Khajuraho Travel Guide
- By:Vinay Choubey
The temples of Khajuraho are India's unique gift to the world, representing, as they do, a paean to life, to love, to joy; perfect in execution and sublime in expression. Life, in every form and mood, has been captured in stone, testifying not only to the craftsman's artistry but also to the extraordinary breadth of vision of the Chandela Rajputs under whose rule the temples were conceived and constructed.
The world renowned temple town of Khajuraho in Madhya Pradesh designated by UNESCO as a world heritage site for its archaeological and historical monuments.
The Creators of Khajuraho claimed descent from the moon and the legend behind the founding of this great dynasty and the temples is a fascinating one. Hemwati, the lovely young daughter of a Brahmin priest, was seduced by the moon-god while bathing in a forest pool. The child born of this union was Chandravarman, founder of the Chandela dynasty. Brought up in the forests by his mother who sought refuge from a censorious society, Chandravarman, when established as a ruler, had a dream-visitation from his mother. It is said that she implored him to build temples that would reveal human passions, and in doing so, bring about a realization of the emptiness of human desire. It is also possible that the Chandelas were followers of the Tantric cult, which believes that gratification of earthly desires is a step towards attaining the infinite liberation of nirvana.
Places to see in Khajuraho
State Museum of Tribal & Folk Arts
A fine collection of masterpieces of tribal and folk art and artifacts from all over Madhya Pradesh is on display at the Chandela Cultural Complex. The tradition of tribal and folk arts and crafts has evolved over centuries. It represents the best of Indian culture and tradition and its synthesis with foreign cultures that came through trade and invasions. The State Museum has more than 500 representative items of terracotta, metal craft, woodcraft, tribal and folk paintings, tattoos, jewellery and masks.

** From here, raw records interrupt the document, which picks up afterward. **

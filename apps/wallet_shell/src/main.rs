use std::{
    io::{self, BufRead},
    path::PathBuf,
    thread,
};

mod backend_bridge;
mod controller;
mod settings;
mod ui;

use anyhow::{Context, Result};
use clap::Parser;
use client_core::TransferForm;
use crossbeam_channel::bounded;
use tracing_subscriber::EnvFilter;
use url::Url;

use crate::{
    backend_bridge::{
        commands::BackendCommand,
        runtime::{spawn_backend_thread, BackendConfig},
    },
    controller::{events::UiEvent, orchestration::dispatch_backend_command},
    settings::{load_settings, normalize_database_url, Settings, DEFAULT_SETTINGS_FILE},
    ui::{
        input::{parse_line, ShellInput},
        screens,
    },
};

#[derive(Parser, Debug)]
#[command(name = "wallet_shell", about = "Wallet session for the sidechain test token")]
struct Cli {
    /// TOML settings file; missing files fall back to defaults.
    #[arg(long, default_value = DEFAULT_SETTINGS_FILE)]
    settings: PathBuf,
    #[arg(long)]
    config_url: Option<String>,
    /// Read the network document from a local file instead of `config_url`.
    #[arg(long)]
    config_file: Option<PathBuf>,
    #[arg(long)]
    network_env: Option<String>,
    #[arg(long)]
    database_url: Option<String>,
    #[arg(long)]
    faucet_url: Option<String>,
    /// Do not persist the session marker.
    #[arg(long)]
    ephemeral: bool,
}

impl Cli {
    fn apply(&self, settings: &mut Settings) {
        if let Some(v) = &self.config_url {
            settings.config_url = v.clone();
        }
        if let Some(v) = &self.config_file {
            settings.config_file = Some(v.clone());
        }
        if let Some(v) = &self.network_env {
            settings.network_env = v.clone();
        }
        if let Some(v) = &self.database_url {
            settings.database_url = normalize_database_url(v);
        }
        if let Some(v) = &self.faucet_url {
            settings.faucet_url = v.clone();
        }
    }
}

fn main() -> Result<()> {
    tracing_subscriber::fmt()
        .with_env_filter(EnvFilter::try_from_default_env().unwrap_or_else(|_| EnvFilter::new("info")))
        .with_writer(io::stderr)
        .init();

    let cli = Cli::parse();
    let mut settings = load_settings(&cli.settings)?;
    cli.apply(&mut settings);
    let faucet = Url::parse(&settings.faucet_url)
        .with_context(|| format!("invalid faucet url '{}'", settings.faucet_url))?;

    let (cmd_tx, cmd_rx) = bounded::<BackendCommand>(64);
    let (ui_tx, ui_rx) = bounded::<UiEvent>(512);
    let backend = spawn_backend_thread(
        BackendConfig {
            settings,
            ephemeral: cli.ephemeral,
        },
        cmd_rx,
        ui_tx,
    );
    let renderer = thread::spawn(move || screens::render_loop(ui_rx, faucet));

    println!("{}", screens::HELP);
    let mut status = String::new();
    dispatch_backend_command(&cmd_tx, BackendCommand::Initialize, &mut status);

    let mut form = TransferForm::default();
    for line in io::stdin().lock().lines() {
        let line = line.context("failed to read stdin")?;
        match parse_line(&line) {
            Ok(ShellInput::Command(cmd)) => dispatch_backend_command(&cmd_tx, cmd, &mut status),
            Ok(ShellInput::Edit(field, value)) => match form.set_field(&field, value) {
                Ok(()) => println!("{}", screens::render_form(&form)),
                Err(message) => status = message,
            },
            Ok(ShellInput::SubmitTransfer) => {
                if form.can_submit() {
                    let cmd = BackendCommand::Transfer {
                        to: form.to_address.trim().to_string(),
                        amount: form.to_amount.trim().to_string(),
                    };
                    dispatch_backend_command(&cmd_tx, cmd, &mut status);
                } else {
                    status = "Transfer disabled: set a recipient (`to`) and an amount".to_string();
                }
            }
            Ok(ShellInput::ShowForm) => println!("{}", screens::render_form(&form)),
            Ok(ShellInput::Help) => println!("{}", screens::HELP),
            Ok(ShellInput::Quit) => break,
            Ok(ShellInput::Empty) => {}
            Err(message) => status = message,
        }
        if !status.is_empty() {
            println!("! {status}");
            status.clear();
        }
    }

    drop(cmd_tx);
    if backend.join().is_err() {
        tracing::error!("backend worker panicked");
    }
    if renderer.join().is_err() {
        tracing::error!("renderer panicked");
    }
    Ok(())
}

The architectural style of the Khajuraho temples is very different from the temple prototype of that period. Each stands, instead of within the customary enclosure, on a high masonry platform. Combined with the upward direction of the structure, which is further accentuated by vertical projections, the total effect is one of grace and lightness, reminiscent of the Himalayan peaks. Each of the chief compartments has its own roof, grouped in such a way that the highest is in the centre, the lowest over the portico, a triumph of skill and imagination in recreating the rising peaks of a range.
Eastern Group of Temples
Adinath Temple: Dedicated to the Jain saint, Adinath, the temple is lavishly embellished with sculpted figures, including yakshis. The three Hindu temples of the group are the Brahma, containing a four faced lingam, the Vamana, which is adorned on its outer walls with carving of apsaras in a variety of sensuous attitudes; and the javari, with a richly-carved gateway and exterior sculptures.
Western Group of Temples
The Western group is certainly the best known, because it is to this group that the largest and most typical Khajuraho temple belongs: The Kandariya Mahadev.
Southern Group of Temples
Dulah Deo Temple: This finest temple at Khajuraho also called Kunwar Math offers some of the choicest sculptures especially the Shalbhanjika. It is a fully developed temple measuring 21 m by 12 m (69 ft. by 40 ft.) with the ardhamanadap, the mandapa, the maha mandapa, the antarala and the garbha griha with no circumambulatory passage.
How to Reach
Regular services link Khajuraho with Delhi, Agra and Varanasi.
The nearest rail heads are Harpalpur (94 km) and Mahoba (61 km ) . Jhansi (172 km) is a convenient rail head for those traveling from Delhi and Madras; Satna (117 km) , on the Mumbai-Allahabad line of the Central Railway for those coming from Mumbai, Calcutta and Varanasi.
Khajuraho is connected by regular buses with Satna, Harpalpur, Jhansi and Mahoba.